So that has to be part of your process. And then finally, you have to be able to have a, a closing conversation with them. You have to close them. And that comes from being able to present the price in such a way that it solves their needs, right? and fixes everything they need fixed, not just from a scope standpoint, but really solving what they really want. OK. And then it has to be able to walk them through a conversation that basically holds their hand and helps them make the best buying decision for them.
You don’t ever sell anyone anything. You can help them make a good buying decision. All right? And you position yourself to be the solution, to be what they buy. And so when those things are dialed in, And I should, you know, mention follow up. Follow up is part of selling. So is prospecting. Those are also part of being a really professional salesperson, but those are all system driven. So when you create a process, whether it’s my process or someone else’s or your own, have a process and immediately start coaching people in the process.
And you know how you’ll know if the process is good? If you win. So if sales people can be happy about going to work every day. And they could make really good money and the customers are happy, then you won. And production, if the crew leaders could make really good money and the projects come out really nice and they last a long time and the customers are happy, you’ve won. And so sometimes we overcomplicate it, but we oftentimes miss just setting up a process, right? Yeah, so this is, um, it’s a big, big problem in the industry and I think you’re focused there on the preposition, so people have to know I can trust you.

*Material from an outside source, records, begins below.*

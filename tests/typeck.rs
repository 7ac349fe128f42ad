mod common;

use coolbril::analysis::error::InvalidLiteralKind;
use coolbril::ast::{Expr, Feature};
use coolbril::analysis::{
    self, build_class_table, hierarchy_order, BuiltinClass, ClassName, TypeCtx, TypeckError,
    TypeckResult,
};
use paste::paste;
use pretty_assertions::assert_eq;

use self::common::parse;

fn run_typeck(code: &str) -> TypeckResult<TypeCtx<'static>> {
    let classes = Box::leak(parse(code).into_boxed_slice());

    analysis::typeck(classes)
}

fn class(name: &'static str) -> ClassName<'static> {
    ClassName::from(name.as_bytes())
}

fn builtin(class: BuiltinClass) -> ClassName<'static> {
    ClassName::Builtin(class)
}

fn names<'a>(names: impl IntoIterator<Item = &'a ClassName<'static>>) -> Vec<String> {
    names.into_iter().map(ToString::to_string).collect()
}

macro_rules! run_typeck_tests {
    {
        $(
            $filename:ident => $expected:pat
        ),+
        $(,)?
    } => {
        $(
            paste! {
                #[test]
                fn [< test_ $filename >]() {
                    let code = include_str!(concat!("typeck/", stringify!($filename), ".cl"));
                    let result = run_typeck(code);

                    assert!(
                        matches!(result, $expected),
                        "unexpected result for {}: {:#?}",
                        stringify!($filename),
                        result.map(|_| ()),
                    );
                }
            }
        )+
    };
}

run_typeck_tests! {
    pass_inheritance => Ok(_),
    pass_join => Ok(_),
    pass_self_type => Ok(_),
    pass_io_out_int => Ok(_),
    pass_static_dispatch => Ok(_),
    pass_case => Ok(_),

    fail_compare_builtins => Err(TypeckError::IllegalComparison { .. }),
    fail_cyclic_inheritance => Err(TypeckError::InheritanceCycle { .. }),
    fail_undefined_class => Err(TypeckError::UndefinedClass { .. }),
    fail_undefined_field_type => Err(TypeckError::UndefinedClass { .. }),
    fail_undefined_identifier => Err(TypeckError::UndefinedIdentifier(_)),
    fail_undefined_method => Err(TypeckError::UndefinedMethod { .. }),
    fail_duplicate_field_inherited => Err(TypeckError::DuplicateAttribute { inherited: true, .. }),
    fail_let_shadows_field => Err(TypeckError::DuplicateAttribute { inherited: false, .. }),
    fail_not_assignable => Err(TypeckError::NotAssignable { .. }),
    fail_argument_type => Err(TypeckError::ArgumentTypeMismatch { .. }),
    fail_argument_count => Err(TypeckError::ArgumentCountMismatch {
        expected_count: 2,
        supplied_count: 1,
        ..
    }),
    fail_int_out_of_range => Err(TypeckError::InvalidLiteral {
        kind: InvalidLiteralKind::IntOutOfRange(2147483648),
        ..
    }),
    fail_duplicate_class => Err(TypeckError::DuplicateClass(_)),
    fail_duplicate_method => Err(TypeckError::DuplicateMethod { .. }),
    fail_arith_on_bool => Err(TypeckError::NotAssignable { .. }),
    fail_while_condition_int => Err(TypeckError::NotAssignable { .. }),
}

const HIERARCHY: &str = "
    class C inherits B { c : Int; };
    class A { a : Int; b : Bool; };
    class B inherits A { f() : Int { 0 }; };
    class D inherits A {};
    class Main { main() : Int { 0 }; };
";

#[test]
fn test_inheritance_cycle_lists_members() {
    let result = run_typeck(include_str!("typeck/fail_cyclic_inheritance.cl"));

    let Err(TypeckError::InheritanceCycle { cycle, .. }) = result else {
        panic!("expected an inheritance cycle");
    };

    assert_eq!(names(&cycle), ["A", "C", "B"]);
}

#[test]
fn test_conforms() {
    let ctx = run_typeck(HIERARCHY).unwrap();
    let main = class("Main");

    assert!(ctx.conforms(&class("C"), &class("A"), &main));
    assert!(ctx.conforms(&class("C"), &class("C"), &main));
    assert!(ctx.conforms(&class("D"), &builtin(BuiltinClass::Object), &main));
    assert!(ctx.conforms(&builtin(BuiltinClass::Int), &builtin(BuiltinClass::Object), &main));
    assert!(!ctx.conforms(&class("A"), &class("C"), &main));
    assert!(!ctx.conforms(&class("D"), &class("B"), &main));

    // SELF_TYPE stands for the class the expression appears in
    assert!(ctx.conforms(&ClassName::SelfType, &class("A"), &class("C")));
    assert!(!ctx.conforms(&ClassName::SelfType, &class("B"), &class("D")));
}

#[test]
fn test_join() {
    let ctx = run_typeck(HIERARCHY).unwrap();
    let main = class("Main");

    assert_eq!(ctx.join(&class("C"), &class("D"), &main), class("A"));
    assert_eq!(ctx.join(&class("C"), &class("B"), &main), class("B"));
    assert_eq!(ctx.join(&class("C"), &class("A"), &main), class("A"));
    assert_eq!(ctx.join(&class("B"), &class("B"), &main), class("B"));
    assert_eq!(
        ctx.join(&class("A"), &class("Main"), &main),
        builtin(BuiltinClass::Object)
    );
    assert_eq!(
        ctx.join(&builtin(BuiltinClass::Int), &builtin(BuiltinClass::Int), &main),
        builtin(BuiltinClass::Int)
    );
    assert_eq!(
        ctx.join(&builtin(BuiltinClass::Int), &builtin(BuiltinClass::Bool), &main),
        builtin(BuiltinClass::Object)
    );
    assert_eq!(
        ctx.join(&ClassName::SelfType, &class("D"), &class("C")),
        class("A")
    );
}

#[test]
fn test_lookup_members() {
    let ctx = run_typeck(HIERARCHY).unwrap();
    let c = class("C");

    let (owner, method) = ctx.lookup_method(&c, b"f").unwrap();
    assert_eq!(owner, &class("B"));
    assert_eq!(method.ret, builtin(BuiltinClass::Int));

    let (owner, _) = ctx.lookup_method(&c, b"type_name").unwrap();
    assert_eq!(owner, &builtin(BuiltinClass::Object));

    let (owner, field) = ctx.lookup_field(&c, b"b").unwrap();
    assert_eq!(owner, &class("A"));
    assert_eq!(field.ty, builtin(BuiltinClass::Bool));

    assert!(ctx.lookup_method(&class("D"), b"f").is_none());
}

#[test]
fn test_fields_in_layout_order() {
    let ctx = run_typeck(HIERARCHY).unwrap();
    let c = class("C");

    let fields = ctx
        .fields_in_layout_order(&c)
        .into_iter()
        .map(|(name, _)| String::from_utf8_lossy(name).into_owned())
        .collect::<Vec<_>>();

    assert_eq!(fields, ["a", "b", "c"]);
    assert_eq!(ctx.depth(&c), 3);
}

#[test]
fn test_hierarchy_order() {
    let classes = parse(HIERARCHY);
    let ctx = build_class_table(&classes).unwrap();

    let order = hierarchy_order(&ctx, &classes)
        .into_iter()
        .map(|class| class.name.to_string())
        .collect::<Vec<_>>();

    assert_eq!(order, ["A", "Main", "B", "D", "C"]);
}

#[test]
fn test_case_without_arms() {
    let mut classes = parse("class Main { main() : Object { case 1 of x : Int => x; esac }; };");

    // the grammar requires at least one arm, so remove it after parsing
    let Feature::Method(method) = &mut classes[0].features[0] else {
        panic!("expected a method");
    };
    let Expr::Case(case) = &mut *method.body else {
        panic!("expected a case expression");
    };
    case.arms.clear();

    assert!(matches!(
        analysis::typeck(&classes),
        Err(TypeckError::MissingCaseBranch(_))
    ));
}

That’s for painter marketing Pros, we, we built the CRM and the sales system to help with that because we built that 5 years ago and we rolled out with all of our partners, uh, but it makes such a, such an impact. And Mark, yeah, like you said, marketing, good marketing. Will not overcome a horrific sales process. The only way to compete at that point is you get the lead, you show up hopefully on time or close on time. You haven’t communicated at all. Uh, you are a commodity at best at that point because you haven’t differentiated and so of course the only way you win the job is you compete on price and now you run a low profit organization and that’s just a.

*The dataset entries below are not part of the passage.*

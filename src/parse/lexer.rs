use std::borrow::Cow;
use std::error::Error;
use std::fmt::{self, Display};
use std::iter::FusedIterator;

use serde::Serialize;

use crate::parse::cursor::Cursor;
use crate::parse::token::{Symbol, Token, TokenValue, BACKSPACE, FORM_FEED, VERTICAL_TAB};
use crate::position::{HasSpan, Position, Span};

type ScanResult<'buf> = Result<TokenValue<'buf>, PosLexerError>;

fn is_whitespace(c: u8) -> bool {
    matches!(c, b' ' | b'\n' | FORM_FEED | b'\r' | b'\t' | VERTICAL_TAB)
}

fn is_ident_start(c: u8) -> bool {
    c.is_ascii_alphabetic()
}

fn is_ident_continuation(c: u8) -> bool {
    c.is_ascii_alphanumeric() || c == b'_'
}

/// Recognizes keywords, which are case-insensitive.
///
/// The only exception are the boolean literals: their first letter must be lowercase.
fn scan_keyword(ident: &[u8]) -> Option<Symbol> {
    match Symbol::parse_exact(&ident.to_ascii_lowercase()) {
        Some(Symbol::True | Symbol::False) if !ident[0].is_ascii_lowercase() => None,
        Some(sym) => Some(sym),
        None => None,
    }
}

fn unescape(c: u8) -> u8 {
    match c {
        b'b' => BACKSPACE,
        b't' => b'\t',
        b'n' => b'\n',
        b'f' => FORM_FEED,
        _ => c,
    }
}

#[derive(Serialize, Debug, Clone, Copy, Eq, PartialEq)]
pub enum LexerErrorKind {
    NumberTooLarge,
    UnterminatedComment,
    UnterminatedString,
    UnrecognizedCharacter(u8),
}

impl Display for LexerErrorKind {
    fn fmt(&self, f: &mut fmt::Formatter<'_>) -> fmt::Result {
        match self {
            Self::NumberTooLarge => write!(f, "the number literal is too large"),
            Self::UnterminatedComment => write!(f, "the block comment is not terminated"),
            Self::UnterminatedString => write!(f, "the string is not terminated"),

            Self::UnrecognizedCharacter(c) if c.is_ascii_graphic() => {
                write!(f, "encountered an unrecognized character '{}'", *c as char)
            }

            Self::UnrecognizedCharacter(c) => {
                write!(f, "encountered an unrecognized character '\\x{:02x}'", c)
            }
        }
    }
}

#[derive(Debug, Clone, Eq, PartialEq)]
struct PosLexerError {
    end: Position,
    kind: LexerErrorKind,
}

impl PosLexerError {
    fn with_start(self, start: Position) -> LexerError {
        LexerError {
            span: Span {
                start,
                end: self.end,
            },
            kind: self.kind,
        }
    }
}

#[derive(Serialize, Debug, Clone, Eq, PartialEq)]
pub struct LexerError {
    span: Span,
    kind: LexerErrorKind,
}

impl LexerError {
    pub fn kind(&self) -> LexerErrorKind {
        self.kind
    }
}

impl Display for LexerError {
    fn fmt(&self, f: &mut fmt::Formatter<'_>) -> fmt::Result {
        write!(f, "lexical analysis failed: {}", self.kind)
    }
}

impl Error for LexerError {}

impl HasSpan for LexerError {
    fn span(&self) -> Cow<'_, Span> {
        Cow::Borrowed(&self.span)
    }
}

/// Splits a source file into tokens.
///
/// The last item is always either an `Eof` token or an error; the lexer is fused afterwards.
#[derive(Debug, Clone)]
pub struct Lexer<'buf> {
    cursor: Cursor<'buf>,
    eof: bool,
}

impl<'buf> Lexer<'buf> {
    pub fn new(cursor: Cursor<'buf>) -> Self {
        Self { cursor, eof: false }
    }

    pub fn pos(&self) -> Position {
        self.cursor.pos()
    }

    fn create_error_at_pos(&self, kind: LexerErrorKind) -> PosLexerError {
        PosLexerError {
            end: self.cursor.pos(),
            kind,
        }
    }

    fn create_error_behind(&self, kind: LexerErrorKind) -> PosLexerError {
        PosLexerError {
            end: self.cursor.prev_pos(),
            kind,
        }
    }

    fn scan_int(&mut self) -> ScanResult<'buf> {
        let digits = self.cursor.consume_while(u8::is_ascii_digit);

        // `digits` is non-empty and consists of ASCII digits only: overflow is the only failure
        let value = digits.iter().try_fold(0i64, |acc, &d| {
            acc.checked_mul(10)?.checked_add(i64::from(d - b'0'))
        });

        value
            .map(TokenValue::Int)
            .ok_or_else(|| self.create_error_behind(LexerErrorKind::NumberTooLarge))
    }

    fn scan_ident_or_keyword(&mut self) -> ScanResult<'buf> {
        let ident = self.cursor.consume_while(|&c| is_ident_continuation(c));

        Ok(match scan_keyword(ident) {
            Some(sym) => TokenValue::Symbol(sym),
            None => TokenValue::Ident(Cow::Borrowed(ident)),
        })
    }

    /// Scans a string literal. The value is only copied if it contains escape sequences.
    fn scan_string(&mut self) -> ScanResult<'buf> {
        self.cursor.consume_expecting(b"\"");

        let raw = self.cursor.remaining();
        let mut unescaped: Option<Vec<u8>> = None;
        let mut null_at = None;

        let len = loop {
            let offset = raw.len() - self.cursor.remaining().len();
            let escaped = self.cursor.peek() == Some(b'\\');

            if escaped {
                self.cursor.next();
                unescaped.get_or_insert_with(|| raw[..offset].to_vec());
            }

            let c = match self.cursor.peek() {
                Some(b'"') if !escaped => {
                    self.cursor.next();

                    break offset;
                }

                Some(b'\n') if !escaped => {
                    return Err(self.create_error_at_pos(LexerErrorKind::UnterminatedString))
                }

                None => return Err(self.create_error_at_pos(LexerErrorKind::UnterminatedString)),
                Some(c) => c,
            };

            // keep scanning: an unterminated string takes precedence
            if c == b'\0' {
                null_at = null_at.or(Some(self.cursor.pos()));
            }

            self.cursor.next();

            if let Some(value) = &mut unescaped {
                value.push(if escaped { unescape(c) } else { c });
            }
        };

        if let Some(end) = null_at {
            return Err(PosLexerError {
                end,
                kind: LexerErrorKind::UnrecognizedCharacter(b'\0'),
            });
        }

        Ok(TokenValue::String(match unescaped {
            Some(value) => Cow::Owned(value),
            None => Cow::Borrowed(&raw[..len]),
        }))
    }

    fn skip_comment(&mut self) {
        self.cursor.consume_while(|&c| c != b'\n');
        self.cursor.next();
    }

    fn skip_block_comment(&mut self) -> Result<(), PosLexerError> {
        self.cursor.consume_expecting(b"(*");
        let mut depth = 1usize;

        while depth > 0 {
            let c = self
                .cursor
                .next()
                .ok_or_else(|| self.create_error_at_pos(LexerErrorKind::UnterminatedComment))?;

            match c {
                b'(' if self.cursor.consume_expecting(b"*").is_some() => depth += 1,
                b'*' if self.cursor.consume_expecting(b")").is_some() => depth -= 1,
                _ => {}
            }
        }

        Ok(())
    }

    fn skip_whitespace(&mut self) {
        self.cursor.consume_while(|&c| is_whitespace(c));
    }

    fn scan_symbol(&mut self, c: u8) -> ScanResult<'buf> {
        match Symbol::parse_prefix(self.cursor.remaining()) {
            Some(sym) => {
                self.cursor.consume_n(sym.as_slice().len());

                Ok(TokenValue::Symbol(sym))
            }

            None => Err(self.create_error_at_pos(LexerErrorKind::UnrecognizedCharacter(c))),
        }
    }

    /// Skips whitespace and comments.
    fn skip_trivia(&mut self) -> Result<(), LexerError> {
        loop {
            let start = self.cursor.pos();

            match self.cursor.peek() {
                Some(b'-') if self.cursor.starts_with(b"--") => self.skip_comment(),

                Some(b'(') if self.cursor.starts_with(b"(*") => self
                    .skip_block_comment()
                    .map_err(|e| e.with_start(start))?,

                Some(c) if is_whitespace(c) => self.skip_whitespace(),
                _ => return Ok(()),
            }
        }
    }

    fn scan_token(&mut self, c: u8) -> ScanResult<'buf> {
        match c {
            b'"' => self.scan_string(),
            _ if c.is_ascii_digit() => self.scan_int(),
            _ if is_ident_start(c) => self.scan_ident_or_keyword(),
            _ => self.scan_symbol(c),
        }
    }
}

impl<'buf> Iterator for Lexer<'buf> {
    type Item = Result<Token<'buf>, LexerError>;

    fn next(&mut self) -> Option<Self::Item> {
        if self.eof {
            return None;
        }

        let result = self.skip_trivia().and_then(|()| {
            let start = self.cursor.pos();

            let Some(c) = self.cursor.peek() else {
                return Ok(Token {
                    value: TokenValue::Eof,
                    span: Span { start, end: start },
                });
            };

            match self.scan_token(c) {
                Ok(value) => Ok(Token {
                    span: Span {
                        start,
                        end: self.cursor.prev_pos(),
                    },
                    value,
                }),

                Err(e) => Err(e.with_start(start)),
            }
        });

        self.eof = matches!(
            result,
            Ok(Token {
                value: TokenValue::Eof,
                ..
            }) | Err(_)
        );

        Some(result)
    }
}

impl<'buf> FusedIterator for Lexer<'buf> {}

That’s a stressful, not very fun life. Well, it’s a recipe to go out of business. And so, and you really like you have multiple stakeholders, your stakeholders are your employees, they’re your customers, and internally, it’s yourself and building your wealth into ownership, right? So if you’re not serving the employees, you really can’t serve the customers and if the customers aren’t served well, you’re not going to be profitable. So it all is very interconnected and I don’t want to jump deep into like marketing. I know that’s your wheelhouse, but, but I will say this, strong sales allows you to have a lot more.
Room to do more in marketing and actually to make more trial and error mistakes, which is part of everybody’s marketing journey. You can’t do marketing and think that you’re only going to do the things that work amazingly well, even if you hire Brandon, and you’re never going to do any of the things that don’t work perfectly because it changes from season to season, it changes from year to year, and it changes geographically. So, so there’s never like one right way. Whenever I hear people jumping on like the next shiny object in marketing.

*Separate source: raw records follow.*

use std::borrow::Cow;

use indexmap::IndexSet;
use itertools::Itertools;
use tracing::{debug, trace};

use crate::analysis::error::TypeckError;
use crate::analysis::typectx::{BuiltinClass, ClassIndex, ClassName, MethodTy, TypeCtx};
use crate::ast::Class;
use crate::util::CloneStatic;

fn builtin_method<'buf>(
    index: &mut ClassIndex<'buf>,
    name: &'static str,
    params: &[ClassName<'buf>],
    ret: ClassName<'buf>,
) {
    index.add_method(
        Cow::Borrowed(name.as_bytes()),
        MethodTy {
            params: params.to_vec(),
            ret,
        },
    );
}

/// Creates a class table containing only the built-in classes.
pub fn builtin_ctx<'buf>() -> TypeCtx<'buf> {
    use BuiltinClass::*;

    let object = ClassName::Builtin(Object);
    let int = ClassName::Builtin(Int);
    let string = ClassName::Builtin(String);

    let mut ctx = TypeCtx::new();

    let mut index = ClassIndex::new(None);
    builtin_method(&mut index, "abort", &[], object.clone());
    builtin_method(&mut index, "type_name", &[], string.clone());
    builtin_method(&mut index, "copy", &[], object.clone());
    ctx.add_class(object.clone(), index);

    let mut index = ClassIndex::new(Some(object.clone()));
    builtin_method(&mut index, "in_int", &[], int.clone());
    builtin_method(&mut index, "in_string", &[], string.clone());
    builtin_method(&mut index, "out_int", &[int.clone()], ClassName::SelfType);
    builtin_method(&mut index, "out_string", &[string.clone()], ClassName::SelfType);
    ctx.add_class(IO.into(), index);

    ctx.add_class(int.clone(), ClassIndex::new(Some(object.clone())));

    let mut index = ClassIndex::new(Some(object.clone()));
    builtin_method(&mut index, "length", &[], int.clone());
    builtin_method(&mut index, "concat", &[string.clone()], string.clone());
    builtin_method(&mut index, "substr", &[int.clone(), int], string.clone());
    ctx.add_class(string, index);

    ctx.add_class(Bool.into(), ClassIndex::new(Some(object)));

    ctx
}

/// Builds the class table from the top-level class declarations.
///
/// Registers every class with its parent and method signatures. Field signatures are added later
/// by the type checker.
pub fn build_class_table<'buf>(classes: &[Class<'buf>]) -> Result<TypeCtx<'buf>, TypeckError> {
    let mut ctx = builtin_ctx();

    for class in classes {
        let name = ClassName::from(&class.name);
        trace!(class = %name, "registering a class");

        let parent = match &class.inherits {
            Some(ty_name) => ClassName::from(ty_name),
            None => BuiltinClass::Object.into(),
        };

        let mut index = ClassIndex::new(Some(parent));

        for method in class.methods() {
            let ty = MethodTy {
                params: method.params.iter().map(|formal| (&formal.ty).into()).collect(),
                ret: (&method.return_ty).into(),
            };

            if !index.add_method(method.name.0.value.clone(), ty) {
                return Err(TypeckError::DuplicateMethod {
                    class: name.clone_static(),
                    method: Box::new(method.name.clone_static()),
                });
            }
        }

        if name == ClassName::SelfType || !ctx.add_class(name, index) {
            return Err(TypeckError::DuplicateClass(Box::new(class.name.clone_static())));
        }
    }

    for class in classes {
        let Some(ty_name) = &class.inherits else { continue };
        let parent = ClassName::from(ty_name);

        if parent == ClassName::SelfType || !ctx.contains(&parent) {
            return Err(TypeckError::UndefinedClass {
                name: parent.clone_static(),
                span: ty_name.0 .0.span.clone(),
            });
        }
    }

    check_inheritance_cycles(&ctx, classes)?;

    debug!(classes = ctx.len(), "built the class table");

    Ok(ctx)
}

fn check_inheritance_cycles<'buf>(
    ctx: &TypeCtx<'buf>,
    classes: &[Class<'buf>],
) -> Result<(), TypeckError> {
    for class in classes {
        let start = ClassName::from(&class.name);
        let mut visited = IndexSet::new();
        let mut current = Some(&start);

        while let Some(name) = current {
            let (idx, inserted) = visited.insert_full(name);

            if !inserted {
                // only report the cycle once we start from one of its members
                if name == &start {
                    return Err(TypeckError::InheritanceCycle {
                        ty_name: Box::new(class.name.clone_static()),
                        cycle: visited
                            .iter()
                            .skip(idx)
                            .map(|name| name.clone_static())
                            .collect(),
                    });
                }

                break;
            }

            current = ctx.get_class(name).and_then(ClassIndex::parent);
        }
    }

    Ok(())
}

/// Orders the classes so that parents always precede their children.
///
/// Classes at the same depth keep their declaration order.
pub fn hierarchy_order<'a, 'buf>(
    ctx: &TypeCtx<'buf>,
    classes: &'a [Class<'buf>],
) -> Vec<&'a Class<'buf>> {
    classes
        .iter()
        .sorted_by_key(|class| ctx.depth(&ClassName::from(&class.name)))
        .collect()
}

I’m just saying, be a little bit careful, like, be cautiously optimistic, try it and measure it. And if you’re measuring everything, then you actually know. But going back to the relationship between sales and marketing, because I think it’s absolutely critical. We measure ADL average dollars per lead. This means your total dollar sold in any defined period divided by the number of appointments you ran, the number of estimates, and this is your ADL. So the higher your ADL is, it’s an indicator of how good you are as a salesperson.
Well, the higher the ADL is, the more you can spend in cost per estimate and still be super profitable as a business. So think about it, if you have great salesmanship, you’re more likely to afford things like billboards or television advertising, or things that are like next level that are usually reserved for bigger, badder painting companies, right? And the digital things you’re doing, the print things, you can do more of them, and you could do more of them. I don’t wanna say with more error, but with less of a return and still be super profitable.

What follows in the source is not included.